Active pulmonary TB is transmitted via droplet nuclei from people with pulmonary tuberculosis during coughing, sneezing, speaking, or singing. Procedures such as intubation or bronchoscopies are high risk for the transmission of TB. Respiratory secretions on a surface rapidly lose the potential for infection. The probability of infection is related to duration of exposure, distance from the infected person, concentration if bacilli in droplets, ventilation in the room, and the susceptibility of the exposed person. Effective medical therapy eliminates communicability within 2‐4 weeks of starting treatment [14].

If transporting a patient who is known or suspected to have TB, respiratory precautions should be followed by EMS clinicians, including use of N95 respirators, as these types are necessary for infections that are spread via the airborne route. Patients should cover their mouths when coughing or sneezing or wear a surgical mask. In the event of suspected exposure to a patient with active pulmonary tuberculosis, report the case and the exposure to the EMS system or public health authority. Close contacts should be monitored for the development of active TB symptoms. Two tuberculin skin tests should be performed, based on public health recommendations, on those closely exposed to patients with active TB [15]. Because the incubation period after contact ranges from 2 to 10 weeks, the first test is typically done as soon as possible after exposure, and the second test is typically done eight to 12 weeks after the exposure. If the EMS clinician or contact develops either active TB with symptoms or latent asymptomatic TB, as diagnosed with a new positive TB skin test, treatment should be offered.

There are several treatment regimens for latent TB infection [13]. The CDC and the National Tuberculosis Controllers Association recommend either 3 months of once‐weekly isoniazid plus rifapentine, 4 months of daily rifampin alone, or 3 months of daily isoniazid plus rifampin. Short‐course regimens are effective, safe, and have higher completion rates than traditional 6‐ to 9‐month courses of isoniazid monotherapy. They also have lower risk of hepatotoxicity. For active TB, a four‐drug regimen typically includes isoniazid, rifampin, pyrazinamide, and ethambutol, with an intensive phase of all four drugs daily for 8 weeks, followed by a continuation phase including isoniazid and rifampin daily for an additional 18 weeks [16]. Several forms of multi‐drug‐resistant TB and extensively drug‐resistant TB have been identified [17]. Multi‐drug‐resistant TB is treatable and curable by using second‐line drugs. However, second‐line treatment options are limited and require extensive chemotherapy (up to 2 years of treatment) with medicines that are expensive and toxic.

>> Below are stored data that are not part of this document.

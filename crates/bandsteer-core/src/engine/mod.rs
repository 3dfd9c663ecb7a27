// ── Steering engine ──
//
// Single-threaded control loop. The host feeds it config rows, driver
// events, timer expirations, and a periodic poll tick; every decision
// flows out through the collaborator traits in `Ctx`.

mod backoff;
mod btm;
mod cs;
mod events;
mod kick;
mod poll;
mod reject;
mod rrm;
mod state;
mod translate;

use bandsteer_bsal::{BsalAdapter, BsalEvent};
use tracing::{debug, warn};

use crate::clock::Clock;
use crate::config::RowUpdate;
use crate::error::CoreError;
use crate::model::{is_kick_sentinel, Client, ClientMode, CsMode, CsState, KickSource};
use crate::publish::CsStatePublisher;
use crate::sched::{Scheduler, TimerKey, TimerKind};
use crate::store::ClientStore;
use crate::telemetry::{EventSink, SteeringEvent};
use crate::topology::{GroupId, Topology};

use kick::KickQueue;

/// Engine-wide tunables, fixed at construction.
#[derive(Debug, Clone)]
pub struct EngineConfig {
    /// Watchdog interval for clients stuck in the `Steering` state.
    pub stats_report_interval_secs: u32,
    /// Delay between a low crossing and the sticky kick it may cause.
    pub sticky_kick_delay_secs: u64,
    /// Delay before a queued beacon request goes on the air.
    pub rrm_dispatch_delay_secs: u64,
}

impl Default for EngineConfig {
    fn default() -> Self {
        Self {
            stats_report_interval_secs: 60,
            sticky_kick_delay_secs: 1,
            rrm_dispatch_delay_secs: 1,
        }
    }
}

/// Borrowed collaborator set handed to the decision functions. Split
/// from the client store so a handler can hold `&mut Client` and still
/// reach every port.
pub(crate) struct Ctx<'a> {
    pub sched: &'a mut dyn Scheduler,
    pub topo: &'a dyn Topology,
    pub bsal: &'a mut dyn BsalAdapter,
    pub sink: &'a mut dyn EventSink,
    pub publisher: &'a mut dyn CsStatePublisher,
    pub clock: &'a dyn Clock,
    pub config: &'a EngineConfig,
}

/// The steering decision engine.
pub struct Engine {
    clients: ClientStore,
    kicks: KickQueue,
    sched: Box<dyn Scheduler>,
    topo: Box<dyn Topology>,
    bsal: Box<dyn BsalAdapter>,
    sink: Box<dyn EventSink>,
    publisher: Box<dyn CsStatePublisher>,
    clock: Box<dyn Clock>,
    config: EngineConfig,
}

impl Engine {
    pub fn new(
        sched: Box<dyn Scheduler>,
        topo: Box<dyn Topology>,
        bsal: Box<dyn BsalAdapter>,
        sink: Box<dyn EventSink>,
        publisher: Box<dyn CsStatePublisher>,
        clock: Box<dyn Clock>,
        config: EngineConfig,
    ) -> Self {
        Self {
            clients: ClientStore::new(),
            kicks: KickQueue::default(),
            sched,
            topo,
            bsal,
            sink,
            publisher,
            clock,
            config,
        }
    }

    fn parts(&mut self) -> (Ctx<'_>, &mut ClientStore, &mut KickQueue) {
        let Self {
            clients,
            kicks,
            sched,
            topo,
            bsal,
            sink,
            publisher,
            clock,
            config,
        } = self;
        (
            Ctx {
                sched: sched.as_mut(),
                topo: &**topo,
                bsal: bsal.as_mut(),
                sink: sink.as_mut(),
                publisher: publisher.as_mut(),
                clock: &**clock,
                config,
            },
            clients,
            kicks,
        )
    }

    // ── Host entry points ──

    /// Apply one config-row change.
    pub fn on_config_row(&mut self, update: RowUpdate) -> Result<(), CoreError> {
        match update {
            RowUpdate::Insert(row) => {
                let policy = row.to_policy()?;
                let (mut ctx, clients, kicks) = self.parts();
                if let Some(mut displaced) = clients.remove(row.mac) {
                    warn!(mac = %row.mac, "replacing existing client record");
                    kicks.remove_for(row.mac);
                    displaced.timers.cancel_all(ctx.sched);
                    for slot in &displaced.ifaces {
                        if slot.applied.is_some() {
                            if let Err(err) = ctx.bsal.remove_client(&slot.ifname, row.mac) {
                                warn!(mac = %row.mac, ifname = %slot.ifname, %err, "client removal failed");
                            }
                        }
                    }
                }
                let mut client = Client::new(row.mac, row.id, policy);
                // Slots must exist before a client-steering trigger so
                // its events are scoped to real interfaces.
                let synced = sync_slots(&mut ctx, &mut client);
                if client.policy.cs.mode != CsMode::Off {
                    cs::trigger(&mut ctx, &mut client);
                }
                let applied = apply_thresholds(&mut ctx, &mut client);
                clients.insert(client);
                synced.and(applied)
            }
            RowUpdate::Modify(row) => {
                let policy = row.to_policy()?;
                let (mut ctx, clients, kicks) = self.parts();
                let mac = clients
                    .mac_for_row(row.id)
                    .ok_or(CoreError::UnknownRow(row.id))?;
                let mut forced_kick = false;
                let result = {
                    let client = clients
                        .get_mut(mac)
                        .ok_or(CoreError::UnknownClient { mac })?;

                    let sentinel_now = is_kick_sentinel(row.lwm);
                    // A modify carrying exactly what we last wrote back
                    // is our own echo; re-applying would restart timers.
                    if !sentinel_now
                        && row.cs_state.is_some()
                        && row.cs_state == client.last_published_cs
                        && policy == client.policy
                    {
                        debug!(%mac, "config echo ignored");
                        return Ok(());
                    }

                    let was_sentinel = is_kick_sentinel(client.policy.lwm);
                    client.policy = policy;

                    if !was_sentinel && sentinel_now {
                        // The sentinel LWM is a kick command, not a
                        // threshold; nothing is pushed to the driver.
                        kick::request(&mut ctx, kicks, client, KickSource::Force, 0);
                        forced_kick = true;
                        Ok(())
                    } else if was_sentinel && !sentinel_now {
                        // Returning from the sentinel restores the
                        // previous thresholds, which never left the
                        // driver.
                        Ok(())
                    } else {
                        if client.policy.cs.mode != CsMode::Off {
                            cs::trigger(&mut ctx, client);
                        } else if client.is_client_steering() {
                            teardown_client_steering(&mut ctx, client);
                        } else {
                            client.timers.cancel(ctx.sched, TimerKind::CsEnforce);
                        }
                        sync_groups(&mut ctx, client)
                    }
                };
                if forced_kick {
                    kick::pump(&mut ctx, clients, kicks);
                }
                result
            }
            RowUpdate::Delete(row_id) => {
                let (mut ctx, clients, kicks) = self.parts();
                let mac = clients
                    .mac_for_row(row_id)
                    .ok_or(CoreError::UnknownRow(row_id))?;
                let mut client = clients
                    .remove(mac)
                    .ok_or(CoreError::UnknownClient { mac })?;
                kicks.remove_for(mac);
                client.timers.cancel_all(ctx.sched);
                for slot in &client.ifaces {
                    if slot.applied.is_some() {
                        if let Err(err) = ctx.bsal.remove_client(&slot.ifname, mac) {
                            warn!(%mac, ifname = %slot.ifname, %err, "client removal failed");
                        }
                    }
                }
                Ok(())
            }
        }
    }

    /// Deliver one driver event.
    pub fn on_event(&mut self, event: BsalEvent) {
        let (mut ctx, clients, kicks) = self.parts();
        events::handle(&mut ctx, clients, kicks, event);
    }

    /// Deliver one timer expiry, keyed as it was scheduled.
    pub fn on_timer(&mut self, key: TimerKey) {
        let (mut ctx, clients, kicks) = self.parts();
        {
            let Some(client) = clients.get_mut(key.mac) else {
                return;
            };
            client.timers.clear_fired(key.kind);
            match key.kind {
                TimerKind::Backoff => backoff::on_timer(&mut ctx, client),
                TimerKind::CsEnforce => cs::on_enforce_timer(&mut ctx, client),
                TimerKind::CsHysteresis => cs::on_hysteresis_timer(&mut ctx, client),
                TimerKind::State => state::on_force_reset(&mut ctx, client),
                TimerKind::BtmRetry => btm::on_retry_timer(&mut ctx, client),
                TimerKind::StickyXing => poll::on_sticky_timer(&mut ctx, kicks, client),
                TimerKind::Rrm(token) => rrm::on_slot_timer(&mut ctx, client, token),
            }
        }
        kick::pump(&mut ctx, clients, kicks);
    }

    /// Run one periodic RSSI/activity sweep over connected clients.
    pub fn on_periodic_rssi_poll(&mut self) {
        let (mut ctx, clients, kicks) = self.parts();
        poll::run(&mut ctx, clients, kicks);
    }

    /// A steering group appeared; give every client a slot on its
    /// interfaces.
    pub fn on_group_added(&mut self, _group: GroupId) -> Result<(), CoreError> {
        self.resync_clients()
    }

    /// A group's interface set or flags changed.
    pub fn on_group_updated(&mut self, _group: GroupId) -> Result<(), CoreError> {
        self.resync_clients()
    }

    /// A group is gone; deregister its interfaces everywhere.
    pub fn on_group_removed(&mut self, group: GroupId) {
        let (mut ctx, clients, _) = self.parts();
        for mac in clients.macs() {
            let Some(client) = clients.get_mut(mac) else {
                continue;
            };
            for slot in client.remove_group_ifaces(group) {
                if slot.applied.is_some() {
                    if let Err(err) = ctx.bsal.remove_client(&slot.ifname, mac) {
                        warn!(%mac, ifname = %slot.ifname, %err, "client removal failed");
                    }
                }
                if client.connected_ifname.as_deref() == Some(slot.ifname.as_str()) {
                    client.connected_ifname = None;
                }
            }
        }
    }

    // ── Lookups ──

    pub fn find_by_mac(&self, mac: bandsteer_bsal::MacAddress) -> Option<&Client> {
        self.clients.get(mac)
    }

    pub fn find_by_row(&self, row: crate::model::RowId) -> Option<&Client> {
        self.clients.by_row(row)
    }

    pub fn client_count(&self) -> usize {
        self.clients.len()
    }

    fn resync_clients(&mut self) -> Result<(), CoreError> {
        let (mut ctx, clients, _) = self.parts();
        let mut failed = 0usize;
        for mac in clients.macs() {
            if let Some(client) = clients.get_mut(mac) {
                if let Err(err) = sync_groups(&mut ctx, client) {
                    warn!(%mac, %err, "group resync incomplete");
                    failed += 1;
                }
            }
        }
        if failed > 0 {
            Err(CoreError::PartialApply { failed })
        } else {
            Ok(())
        }
    }
}

/// Align a client's slot table with the live topology and push the
/// thresholds that follow from its current policy and state.
fn sync_groups(ctx: &mut Ctx<'_>, client: &mut Client) -> Result<(), CoreError> {
    sync_slots(ctx, client)?;
    apply_thresholds(ctx, client)
}

/// Align the slot table alone: deregister slots whose interface left
/// the topology, create slots for interfaces that joined.
fn sync_slots(ctx: &mut Ctx<'_>, client: &mut Client) -> Result<(), CoreError> {
    let mut live: Vec<(String, bandsteer_bsal::RadioType, bool, GroupId)> = Vec::new();
    for group in ctx.topo.group_ids() {
        for iface in ctx.topo.group_ifaces(group) {
            live.push((
                iface.ifname.clone(),
                iface.radio_type,
                ctx.topo.group_allows(group, iface.radio_type),
                group,
            ));
        }
    }

    let (kept, gone): (Vec<_>, Vec<_>) = std::mem::take(&mut client.ifaces)
        .into_iter()
        .partition(|slot| live.iter().any(|(name, ..)| name == &slot.ifname));
    client.ifaces = kept;
    for slot in gone {
        if slot.applied.is_some() {
            if let Err(err) = ctx.bsal.remove_client(&slot.ifname, client.mac) {
                warn!(mac = %client.mac, ifname = %slot.ifname, %err, "client removal failed");
            }
        }
    }

    for (ifname, radio_type, bs_allowed, group) in live {
        client.ensure_iface(&ifname, radio_type, bs_allowed, group)?;
    }
    Ok(())
}

/// Translate and push thresholds for every slot, skipping interfaces
/// already holding the desired values. Failures are per-interface; the
/// rest still apply.
pub(crate) fn apply_thresholds(ctx: &mut Ctx<'_>, client: &mut Client) -> Result<(), CoreError> {
    let mut failed = 0usize;
    let (state, mode) = (client.state, client.mode);
    for slot in &mut client.ifaces {
        let view = translate::IfaceView {
            radio_type: slot.radio_type,
            bs_allowed: ctx.topo.group_allows(slot.group, slot.radio_type),
            dfs_only: ctx.topo.group_is_dfs_only(slot.group),
            gateway_only: ctx.topo.group_is_gateway_only(slot.group),
        };
        let desired = translate::thresholds(&client.policy, state, mode, view);
        slot.bs_allowed = view.bs_allowed;
        if slot.applied.as_ref() == Some(&desired) {
            continue;
        }
        let result = if slot.applied.is_some() {
            ctx.bsal.update_client(&slot.ifname, client.mac, &desired)
        } else {
            ctx.bsal.add_client(&slot.ifname, client.mac, &desired)
        };
        match result {
            Ok(()) => slot.applied = Some(desired),
            Err(err) => {
                warn!(
                    mac = %client.mac, ifname = %slot.ifname, %err,
                    "threshold apply failed"
                );
                failed += 1;
            }
        }
    }
    if failed > 0 {
        Err(CoreError::PartialApply { failed })
    } else {
        Ok(())
    }
}

/// Apply with the error downgraded to a log line, for paths where the
/// caller has no error channel of its own.
pub(crate) fn apply_logged(ctx: &mut Ctx<'_>, client: &mut Client) {
    if let Err(err) = apply_thresholds(ctx, client) {
        warn!(mac = %client.mac, %err, "threshold apply incomplete");
    }
}

/// Controller turned client steering off mid-attempt: publish the
/// final state and fall back to band steering.
fn teardown_client_steering(ctx: &mut Ctx<'_>, client: &mut Client) {
    client.mode = ClientMode::BandSteering;
    client.timers.cancel(ctx.sched, TimerKind::CsEnforce);
    client.timers.cancel(ctx.sched, TimerKind::CsHysteresis);
    cs::publish(ctx, client, CsState::Expired);
    let ifnames: Vec<String> = client.ifaces.iter().map(|s| s.ifname.clone()).collect();
    for ifname in ifnames {
        ctx.sink
            .report(client.mac, &ifname, SteeringEvent::ClientSteeringDisabled);
    }
}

These forms require aggressive, multi‐drug regimens for prolonged periods, and are dependent on the organism’s patterns of drug sensitivity and resistance. In all cases, a physician skilled in management of TB must initiate and monitor treatment and provide suitable follow‐up. Tuberculosis is a reportable disease, and public health officials must be notified to ensure appropriate follow‐up and contact tracing.